WHAT NEEDS TO BE DONE ▸ Up to and including the line with "let mut total = total_before;", please set down the entries below exactly, starting from the first line.

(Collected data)
- - - -
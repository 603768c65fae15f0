use chrono::{DateTime, Duration, Utc};

use coldchain_types::ChainId;

use crate::catalog::{ArchiveCatalog, UploadState};

#[derive(Debug, Clone, PartialEq, Eq)]
pub struct PrunePolicy {
    pub budget_bytes: u64,
    /// Members must have been uploaded at least this long ago.
    pub min_retention: Option<Duration>,
}

/// Chains chosen for deletion, oldest FULL first.
#[derive(Debug, Clone, PartialEq, Eq)]
pub struct PruneSelection {
    pub chains: Vec<ChainId>,
    pub total_before: u64,
    pub projected_total: u64,
    /// Bytes still over budget after every eligible chain was selected.
    pub shortfall: u64,
}

impl PruneSelection {
    pub fn is_empty(&self) -> bool {
        self.chains.is_empty()
    }
}

struct Candidate {
    chain_id: ChainId,
    full_created_at: DateTime<Utc>,
    size_bytes: u64,
}

/// Pick whole chains to delete until the uploaded total fits the budget.
///
/// A chain is eligible when every live member is UPLOADED, it is not the
/// chain still receiving incrementals, and every member satisfies the
/// minimum retention. Ties on FULL age go to the smaller chain id.
pub fn select_for_deletion(
    catalog: &ArchiveCatalog,
    open_chain: Option<&ChainId>,
    policy: &PrunePolicy,
    now: DateTime<Utc>,
) -> PruneSelection {
    let total_before = catalog.total_uploaded_size();
    let mut total = total_before;
    let mut chains = Vec::new();

    if total > policy.budget_bytes {
        let mut candidates = eligible_chains(catalog, open_chain, policy, now);
        candidates.sort_by(|a, b| {
            a.full_created_at
                .cmp(&b.full_created_at)
                .then_with(|| a.chain_id.cmp(&b.chain_id))
        });
        for candidate in candidates {
            if total <= policy.budget_bytes {
                break;
            }
            total = total.saturating_sub(candidate.size_bytes);
            chains.push(candidate.chain_id);
        }
    }

    PruneSelection {
        chains,
        total_before,
        projected_total: total,
        shortfall: total.saturating_sub(policy.budget_bytes),
    }
}

fn eligible_chains(
    catalog: &ArchiveCatalog,
    open_chain: Option<&ChainId>,
    policy: &PrunePolicy,
    now: DateTime<Utc>,
) -> Vec<Candidate> {
    let retention_cutoff = policy.min_retention.map(|d| now - d);
    catalog
        .chains()
        .into_iter()
        .filter(|summary| Some(&summary.chain_id) != open_chain)
        .filter_map(|summary| {
            let members: Vec<_> = catalog
                .query_by_chain(&summary.chain_id)
                .into_iter()
                .filter(|a| a.is_live())
                .collect();
            if members.is_empty()
                || members
                    .iter()
                    .any(|a| a.upload_state != UploadState::Uploaded)
            {
                return None;
            }
            if let Some(cutoff) = retention_cutoff {
                if members
                    .iter()
                    .any(|a| a.uploaded_at.map_or(true, |t| t > cutoff))
                {
                    return None;
                }
            }
            let full_created_at = members
                .iter()
                .find(|a| a.is_full())
                .map(|a| a.created_at)
                .or_else(|| members.iter().map(|a| a.created_at).min())?;
            Some(Candidate {
                chain_id: summary.chain_id,
                full_created_at,
                size_bytes: members.iter().map(|a| a.size_bytes).sum(),
            })
        })
        .collect()
}
//! Query-string codec with bracket nesting (`a[b][0]=c`).
//!
//! Decoding collects repeated keys into lists and nests bracketed keys into
//! maps. Encoding writes lists with explicit indices and maps with bracketed
//! sub-keys, percent-encoding everything outside the RFC 3986 unreserved set.

mod decode;
mod encode;

use std::collections::BTreeMap;

use serde::Serialize;

pub use decode::decode;
pub use encode::encode;

/// Decoded query mapping, keyed by top-level parameter name.
pub type Query = BTreeMap<String, QueryValue>;

/// A decoded query value.
#[derive(Debug, Clone, PartialEq, Eq, Serialize)]
#[serde(untagged)]
pub enum QueryValue {
    String(String),
    List(Vec<QueryValue>),
    Map(BTreeMap<String, QueryValue>),
}

impl QueryValue {
    pub fn as_str(&self) -> Option<&str> {
        match self {
            QueryValue::String(s) => Some(s),
            _ => None,
        }
    }
}

impl From<&str> for QueryValue {
    fn from(s: &str) -> Self {
        QueryValue::String(s.to_string())
    }
}

impl From<String> for QueryValue {
    fn from(s: String) -> Self {
        QueryValue::String(s)
    }
}

impl<V: Into<QueryValue>> From<Vec<V>> for QueryValue {
    fn from(items: Vec<V>) -> Self {
        QueryValue::List(items.into_iter().map(Into::into).collect())
    }
}

/// Limits applied while decoding.
#[derive(Debug, Clone, Copy, PartialEq, Eq)]
pub struct QueryOptions {
    /// Maximum number of bracket groups turned into nesting; the rest of the
    /// key is kept as one literal sub-key.
    pub depth: usize,
    /// Largest `[n]` index treated as a list position. Larger indices are map keys.
    pub array_limit: usize,
}

impl Default for QueryOptions {
    fn default() -> Self {
        Self {
            depth: 5,
            array_limit: 20,
        }
    }
}
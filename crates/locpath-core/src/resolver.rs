//! URL resolution: turning a raw, possibly relative, URL string into its
//! browser-style components.
//!
//! The locator only depends on the [`UrlResolver`] trait, so a different
//! resolution policy can be plugged in without touching parsing.

use url::Url;

use crate::error::ParseError;

/// Components of a resolved URL, shaped like a browser `Location`.
#[derive(Debug, Clone, Default, PartialEq, Eq)]
pub struct ResolvedUrl {
    pub href: String,
    /// Scheme with trailing colon, e.g. `"https:"`.
    pub protocol: String,
    pub hostname: String,
    /// Empty when the port is the scheme default or absent.
    pub port: String,
    /// `hostname:port`, or `hostname` alone when `port` is empty.
    pub host: String,
    /// Still percent-encoded.
    pub pathname: String,
    /// `"?..."`, or empty when there is no query.
    pub search: String,
    /// `"#..."`, or empty when there is no fragment.
    pub hash: String,
}

impl From<&Url> for ResolvedUrl {
    fn from(url: &Url) -> Self {
        let hostname = url.host_str().unwrap_or_default().to_string();
        let port = url.port().map(|p| p.to_string()).unwrap_or_default();
        let host = if port.is_empty() {
            hostname.clone()
        } else {
            format!("{hostname}:{port}")
        };

        Self {
            href: url.as_str().to_string(),
            protocol: format!("{}:", url.scheme()),
            hostname,
            port,
            host,
            pathname: url.path().to_string(),
            search: prefixed('?', url.query()),
            hash: prefixed('#', url.fragment()),
        }
    }
}

fn prefixed(prefix: char, part: Option<&str>) -> String {
    match part {
        Some(p) if !p.is_empty() => format!("{prefix}{p}"),
        _ => String::new(),
    }
}

/// Resolves raw URL strings against an optional base URL.
pub trait UrlResolver {
    fn resolve(&self, raw: &str, base: Option<&str>) -> Result<ResolvedUrl, ParseError>;
}

/// WHATWG resolution backed by the `url` crate.
#[derive(Debug, Clone, Copy, Default)]
pub struct BaseUrlResolver;

impl UrlResolver for BaseUrlResolver {
    fn resolve(&self, raw: &str, base: Option<&str>) -> Result<ResolvedUrl, ParseError> {
        let base = base
            .map(|b| {
                Url::parse(b).map_err(|source| ParseError::InvalidUrl {
                    input: b.to_string(),
                    source,
                })
            })
            .transpose()?;

        let parsed = Url::options()
            .base_url(base.as_ref())
            .parse(raw)
            .map_err(|source| match source {
                url::ParseError::RelativeUrlWithoutBase => ParseError::MissingBase {
                    input: raw.to_string(),
                },
                source => ParseError::InvalidUrl {
                    input: raw.to_string(),
                    source,
                },
            })?;

        Ok(ResolvedUrl::from(&parsed))
    }
}

#[cfg(test)]
mod tests {
    use super::*;

    #[test]
    fn resolves_absolute_url() {
        let r = BaseUrlResolver
            .resolve("http://localhost:5000/foo/bar/index.html?x=1#sec", None)
            .unwrap();
        assert_eq!(r.href, "http://localhost:5000/foo/bar/index.html?x=1#sec");
        assert_eq!(r.protocol, "http:");
        assert_eq!(r.hostname, "localhost");
        assert_eq!(r.port, "5000");
        assert_eq!(r.host, "localhost:5000");
        assert_eq!(r.pathname, "/foo/bar/index.html");
        assert_eq!(r.search, "?x=1");
        assert_eq!(r.hash, "#sec");
    }

    #[test]
    fn default_port_is_empty() {
        let r = BaseUrlResolver.resolve("https://example.com:443/a", None).unwrap();
        assert_eq!(r.port, "");
        assert_eq!(r.host, "example.com");
        assert_eq!(r.href, "https://example.com/a");
    }

    #[test]
    fn resolves_relative_against_base() {
        let r = BaseUrlResolver
            .resolve("../x/y.txt", Some("http://example.com/a/b/c.html"))
            .unwrap();
        assert_eq!(r.href, "http://example.com/a/x/y.txt");
        assert_eq!(r.pathname, "/a/x/y.txt");
        assert_eq!(r.search, "");
        assert_eq!(r.hash, "");
    }

    #[test]
    fn empty_query_and_fragment_are_blank() {
        let r = BaseUrlResolver.resolve("http://example.com/?#", None).unwrap();
        assert_eq!(r.search, "");
        assert_eq!(r.hash, "");
    }

    #[test]
    fn relative_without_base_fails() {
        let err = BaseUrlResolver.resolve("foo/bar", None).unwrap_err();
        assert!(matches!(err, ParseError::MissingBase { .. }));
    }

    #[test]
    fn malformed_url_fails() {
        let err = BaseUrlResolver.resolve("http://[::1/", None).unwrap_err();
        assert!(matches!(err, ParseError::InvalidUrl { .. }));
    }

    #[test]
    fn malformed_base_fails() {
        let err = BaseUrlResolver.resolve("x", Some("not a url")).unwrap_err();
        assert!(matches!(err, ParseError::InvalidUrl { .. }));
    }
}
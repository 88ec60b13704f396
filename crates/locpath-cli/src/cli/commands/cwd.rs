//! `locpath cwd [--climb N]`.

use anyhow::Result;

use super::CliLocator;

pub fn run_cwd(locator: &CliLocator, climb: usize) -> Result<()> {
    println!("{}", locator.cwd(climb)?);
    Ok(())
}
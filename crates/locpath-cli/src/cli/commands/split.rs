//! `locpath split <path>` – one segment per line.

use locpath_core::path;

pub fn run_split(input: &str) {
    for segment in path::split(input) {
        println!("{segment}");
    }
}
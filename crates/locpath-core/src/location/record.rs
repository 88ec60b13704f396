//! Immutable snapshot of a parsed location.

use serde::Serialize;

use super::decode::decode_component;
use super::extract::{base_part, dir_part, ext_part};
use crate::error::ParseError;
use crate::query::{self, Query, QueryOptions};
use crate::resolver::ResolvedUrl;

/// Parsed, decoded view of a URL.
///
/// Built once per parse and never mutated; a new location always means a new
/// record. `LocationRecord::default()` has every field empty.
#[derive(Debug, Clone, Default, PartialEq, Eq, Serialize)]
pub struct LocationRecord {
    url: String,
    protocol: String,
    domain: String,
    port: String,
    host: String,
    path: String,
    hash: String,
    dir: String,
    base: String,
    ext: String,
    query: Query,
}

impl LocationRecord {
    /// Derives every field from resolved URL components.
    ///
    /// `dir`, `base` and `ext` are cut out of the already-decoded path and
    /// decoded once more, so a path segment escaped twice (`%2541`) ends up
    /// fully decoded in those fields.
    pub fn from_resolved(src: &ResolvedUrl, options: &QueryOptions) -> Result<Self, ParseError> {
        let path = decode_component(&src.pathname)?;
        let hash = decode_component(src.hash.strip_prefix('#').unwrap_or(&src.hash))?;

        let base_raw = base_part(&path);
        let dir = decode_component(dir_part(&path))?;
        let base = decode_component(base_raw)?;
        let ext = decode_component(ext_part(base_raw))?;

        let search = src.search.strip_prefix('?').unwrap_or(&src.search);
        let query = query::decode(search, options);

        Ok(Self {
            url: src.href.clone(),
            protocol: src.protocol.clone(),
            domain: src.hostname.clone(),
            port: src.port.clone(),
            host: src.host.clone(),
            path,
            hash,
            dir,
            base,
            ext,
            query,
        })
    }

    /// Full resolved URL.
    pub fn url(&self) -> &str {
        &self.url
    }

    /// Scheme with trailing colon.
    pub fn protocol(&self) -> &str {
        &self.protocol
    }

    /// Hostname without port.
    pub fn domain(&self) -> &str {
        &self.domain
    }

    pub fn port(&self) -> &str {
        &self.port
    }

    pub fn host(&self) -> &str {
        &self.host
    }

    /// Decoded path.
    pub fn path(&self) -> &str {
        &self.path
    }

    /// Decoded fragment without `#`.
    pub fn hash(&self) -> &str {
        &self.hash
    }

    /// Directory of [`path`](Self::path), without trailing slash.
    pub fn dir(&self) -> &str {
        &self.dir
    }

    /// Final path segment.
    pub fn base(&self) -> &str {
        &self.base
    }

    /// Extension of [`base`](Self::base) including the dot.
    pub fn ext(&self) -> &str {
        &self.ext
    }

    pub fn query(&self) -> &Query {
        &self.query
    }
}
- - - -
EXERCISE OUTPUT ▸
repository 603768c65fae15f0
use chrono::{DateTime, Duration, Utc};

use coldchain_types::ChainId;

use crate::catalog::{ArchiveCatalog, UploadState};

#[derive(Debug, Clone, PartialEq, Eq)]
pub struct PrunePolicy {
    pub budget_bytes: u64,
    /// Members must have been uploaded at least this long ago.
    pub min_retention: Option<Duration>,
}

/// Chains chosen for deletion, oldest FULL first.
#[derive(Debug, Clone, PartialEq, Eq)]
pub struct PruneSelection {
    pub chains: Vec<ChainId>,
    pub total_before: u64,
    pub projected_total: u64,
    /// Bytes still over budget after every eligible chain was selected.
    pub shortfall: u64,
}

impl PruneSelection {
    pub fn is_empty(&self) -> bool {
        self.chains.is_empty()
    }
}

struct Candidate {
    chain_id: ChainId,
    full_created_at: DateTime<Utc>,
    size_bytes: u64,
}

/// Pick whole chains to delete until the uploaded total fits the budget.
///
/// A chain is eligible when every live member is UPLOADED, it is not the
/// chain still receiving incrementals, and every member satisfies the
/// minimum retention. Ties on FULL age go to the smaller chain id.
pub fn select_for_deletion(
    catalog: &ArchiveCatalog,
    open_chain: Option<&ChainId>,
    policy: &PrunePolicy,
    now: DateTime<Utc>,
) -> PruneSelection {
    let total_before = catalog.total_uploaded_size();
    let mut total = total_before;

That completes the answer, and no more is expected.